(Beginning of Data)

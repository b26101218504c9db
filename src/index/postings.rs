use roaring::RoaringBitmap;
use rustc_hash::FxHashMap;

/// Inverted index mapping terms to document IDs using roaring bitmaps
#[derive(Debug, Default)]
pub struct Postings {
    term_to_docs: FxHashMap<String, RoaringBitmap>,
}

impl Postings {
    pub fn new() -> Self {
        Self::default()
    }

    pub fn from_map(term_to_docs: FxHashMap<String, RoaringBitmap>) -> Self {
        Self { term_to_docs }
    }

    /// Add a document under each of its terms
    pub fn add_document<'a>(&mut self, doc_id: u32, terms: impl IntoIterator<Item = &'a String>) {
        for term in terms {
            if let Some(docs) = self.term_to_docs.get_mut(term.as_str()) {
                docs.insert(doc_id);
            } else {
                let mut docs = RoaringBitmap::new();
                docs.insert(doc_id);
                self.term_to_docs.insert(term.clone(), docs);
            }
        }
    }

    /// Remove a document from each of its terms, dropping terms left empty
    pub fn remove_document<'a>(&mut self, doc_id: u32, terms: impl IntoIterator<Item = &'a String>) {
        for term in terms {
            if let Some(docs) = self.term_to_docs.get_mut(term.as_str()) {
                docs.remove(doc_id);
                if docs.is_empty() {
                    self.term_to_docs.remove(term.as_str());
                }
            }
        }
    }

    /// Documents containing the exact term
    pub fn docs(&self, term: &str) -> Option<&RoaringBitmap> {
        self.term_to_docs.get(term)
    }

    /// Number of documents containing the exact term
    pub fn doc_freq(&self, term: &str) -> u64 {
        self.term_to_docs.get(term).map_or(0, RoaringBitmap::len)
    }

    /// Terms starting with `prefix`
    pub fn terms_with_prefix<'a>(&'a self, prefix: &'a str) -> impl Iterator<Item = &'a str> + 'a {
        self.term_to_docs
            .keys()
            .filter(move |term| term.starts_with(prefix))
            .map(String::as_str)
    }

    /// Union of documents for every term starting with `prefix`
    pub fn docs_with_prefix(&self, prefix: &str) -> RoaringBitmap {
        let mut result = RoaringBitmap::new();
        for (term, docs) in &self.term_to_docs {
            if term.starts_with(prefix) {
                result |= docs;
            }
        }
        result
    }

    /// Get total number of distinct terms in the index
    pub fn num_terms(&self) -> usize {
        self.term_to_docs.len()
    }

    pub fn iter(&self) -> impl Iterator<Item = (&String, &RoaringBitmap)> {
        self.term_to_docs.iter()
    }
}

(End of Data)

Assigned task >>
Show the lines above with "containing".

Exercise solution >>
    /// Documents containing the exact term
    /// Number of documents containing the exact term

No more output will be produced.